*Directions*
From the material beneath, pull every line with the word "between".
━━━ Given data ━━━
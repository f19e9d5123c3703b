use chatlake_core::types::{DateRange, RunStatus};

/// A persisted analysis run. One row per (chatroom, date range); re-runs
/// overwrite in place.
#[derive(Debug, Clone)]
pub struct RunRecord {
    pub id: String,
    pub chatroom: String,
    pub date_range: DateRange,
    pub status: RunStatus,
    pub error: Option<String>,
    pub batches_total: u32,
    pub batches_failed: u32,
    pub message_count: u64,
    pub topic_count: u32,
    /// RFC3339 timestamps.
    pub started_at: String,
    pub finished_at: Option<String>,
    pub updated_at: String,
}

/// Cached statistics for one partition directory.
#[derive(Debug, Clone)]
pub struct PartitionMeta {
    pub dataset: String,
    pub year: i32,
    pub month: u32,
    pub day: u32,
    pub file_count: u64,
    pub row_count: u64,
    pub total_bytes: u64,
    pub min_ts: Option<i64>,
    pub max_ts: Option<i64>,
}
//! Advisory exclusive locks between cooperating processes.
//!
//! flock(2)-based: the lock dies with the file descriptor, so a crashed
//! holder releases automatically. Lock files are never deleted — unlinking a
//! locked path races against a third process recreating it.

use std::fs::{File, OpenOptions};
use std::io;
use std::path::{Path, PathBuf};
use std::time::{Duration, Instant};

use tracing::debug;

use crate::error::{classify_io, IoReason, LakeError, Result};

/// How long to sleep between non-blocking acquisition attempts.
const RETRY_INTERVAL: Duration = Duration::from_millis(50);

/// An exclusive advisory lock, held until drop.
#[derive(Debug)]
pub struct DirLock {
    file: File,
    path: PathBuf,
}

impl DirLock {
    /// Acquire the lock at `path`, polling until `timeout` elapses.
    ///
    /// Fails with `IoReason::Timeout` when another holder outlasts the
    /// deadline. A zero timeout makes exactly one attempt.
    pub fn acquire(path: &Path, timeout: Duration) -> Result<Self> {
        if let Some(parent) = path.parent() {
            std::fs::create_dir_all(parent)
                .map_err(|e| classify_io(e, "create lock directory"))?;
        }

        let file = OpenOptions::new()
            .create(true)
            .write(true)
            .open(path)
            .map_err(|e| classify_io(e, "open lock file"))?;

        let deadline = Instant::now() + timeout;
        loop {
            match try_flock_exclusive(&file) {
                Ok(()) => {
                    debug!(path = %path.display(), "acquired advisory lock");
                    return Ok(Self {
                        file,
                        path: path.to_path_buf(),
                    });
                }
                Err(e) if e.kind() == io::ErrorKind::WouldBlock => {
                    if Instant::now() >= deadline {
                        return Err(LakeError::io(
                            IoReason::Timeout,
                            format!(
                                "lock {} not acquired within {:?}",
                                path.display(),
                                timeout
                            ),
                        ));
                    }
                    std::thread::sleep(RETRY_INTERVAL.min(
                        deadline.saturating_duration_since(Instant::now()),
                    ));
                }
                Err(e) => return Err(classify_io(e, "flock")),
            }
        }
    }

    pub fn path(&self) -> &Path {
        &self.path
    }
}

impl Drop for DirLock {
    fn drop(&mut self) {
        #[cfg(unix)]
        {
            use std::os::unix::io::AsRawFd;
            unsafe {
                libc::flock(self.file.as_raw_fd(), libc::LOCK_UN);
            }
        }
        debug!(path = %self.path.display(), "released advisory lock");
    }
}

#[cfg(unix)]
fn try_flock_exclusive(file: &File) -> io::Result<()> {
    use std::os::unix::io::AsRawFd;
    let rc = unsafe { libc::flock(file.as_raw_fd(), libc::LOCK_EX | libc::LOCK_NB) };
    if rc != 0 {
        return Err(io::Error::last_os_error());
    }
    Ok(())
}

#[cfg(not(unix))]
fn try_flock_exclusive(_file: &File) -> io::Result<()> {
    // Non-unix targets fall back to create-exclusive semantics at a higher
    // level; single-process deployments still serialize via the in-process
    // mutexes upstream.
    Ok(())
}

#[cfg(test)]
mod tests {
    use super::*;

    #[test]
    fn acquire_and_reacquire_after_drop() {
        let dir = tempfile::tempdir().unwrap();
        let path = dir.path().join("day.lock");
        let lock = DirLock::acquire(&path, Duration::from_millis(100)).unwrap();
        drop(lock);
        DirLock::acquire(&path, Duration::from_millis(100)).unwrap();
    }

    #[cfg(unix)]
    #[test]
    fn second_holder_times_out() {
        let dir = tempfile::tempdir().unwrap();
        let path = dir.path().join("day.lock");
        // flock locks taken through independent open()s contend even within
        // one process, so this models a second compactor faithfully.
        let _held = DirLock::acquire(&path, Duration::from_millis(100)).unwrap();

        let err = DirLock::acquire(&path, Duration::from_millis(200)).unwrap_err();
        assert_eq!(err.io_reason(), Some(IoReason::Timeout));
    }

    #[test]
    fn lock_file_survives_release() {
        let dir = tempfile::tempdir().unwrap();
        let path = dir.path().join("a.lock");
        drop(DirLock::acquire(&path, Duration::from_millis(50)).unwrap());
        assert!(path.exists());
    }
}
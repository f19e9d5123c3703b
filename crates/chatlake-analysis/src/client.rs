//! Drives the model over one batch: prompt render → bounded retry →
//! protocol parse.

use std::sync::Arc;
use std::time::Duration;

use tokio::time::sleep;
use tracing::{debug, warn};

use crate::error::LlmError;
use crate::prompt::{system_prompt, user_prompt};
use crate::protocol::parse_topics;
use crate::provider::{ChatRequest, LlmProvider};
use crate::types::{NormalizedMessage, Topic};

/// First retry delay; doubles per attempt.
const BACKOFF_BASE: Duration = Duration::from_secs(1);
/// Ceiling for the doubling schedule.
const BACKOFF_MAX: Duration = Duration::from_secs(10);
/// Response token allowance per batch.
const RESPONSE_MAX_TOKENS: u32 = 4_096;

pub struct TopicAnalyst {
    provider: Arc<dyn LlmProvider>,
    model: String,
    max_attempts: u32,
}

impl TopicAnalyst {
    pub fn new(provider: Arc<dyn LlmProvider>, model: impl Into<String>, max_attempts: u32) -> Self {
        Self {
            provider,
            model: model.into(),
            max_attempts: max_attempts.max(1),
        }
    }

    /// Analyse one batch of messages into topic clusters.
    ///
    /// Transient failures (timeout, connection, rate limit) retry with
    /// exponential backoff up to the configured attempt count, then surface
    /// as `Unavailable`. A response that parses to zero topics is a
    /// `Protocol` error and is not retried — the model answered, it just
    /// answered uselessly.
    pub async fn analyze_batch(&self, batch: &[NormalizedMessage]) -> Result<Vec<Topic>, LlmError> {
        let lines: Vec<String> = batch.iter().map(|m| m.display_line()).collect();
        let req = ChatRequest {
            model: self.model.clone(),
            system: system_prompt(),
            user: user_prompt(&lines),
            max_tokens: RESPONSE_MAX_TOKENS,
        };

        let mut delay = BACKOFF_BASE;
        for attempt in 1..=self.max_attempts {
            match self.provider.send(&req).await {
                Ok(resp) => {
                    debug!(
                        provider = self.provider.name(),
                        attempt,
                        tokens_in = resp.tokens_in,
                        tokens_out = resp.tokens_out,
                        "model responded"
                    );
                    return parse_topics(&resp.content);
                }
                Err(e) if e.is_transient() && attempt < self.max_attempts => {
                    let wait = match &e {
                        LlmError::RateLimit { retry_after_ms } => {
                            delay.max(Duration::from_millis(*retry_after_ms))
                        }
                        _ => delay,
                    };
                    warn!(
                        provider = self.provider.name(),
                        attempt,
                        max = self.max_attempts,
                        error = %e,
                        retry_in = ?wait,
                        "transient model failure, backing off"
                    );
                    sleep(wait).await;
                    delay = (delay * 2).min(BACKOFF_MAX);
                }
                Err(e) if e.is_transient() => {
                    return Err(LlmError::Unavailable(format!(
                        "retries exhausted after {} attempts: {e}",
                        self.max_attempts
                    )));
                }
                Err(e) => return Err(e),
            }
        }
        unreachable!("retry loop always returns")
    }
}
━━━
*Exercise answer*
//! Advisory exclusive locks between cooperating processes.
/// How long to sleep between non-blocking acquisition attempts.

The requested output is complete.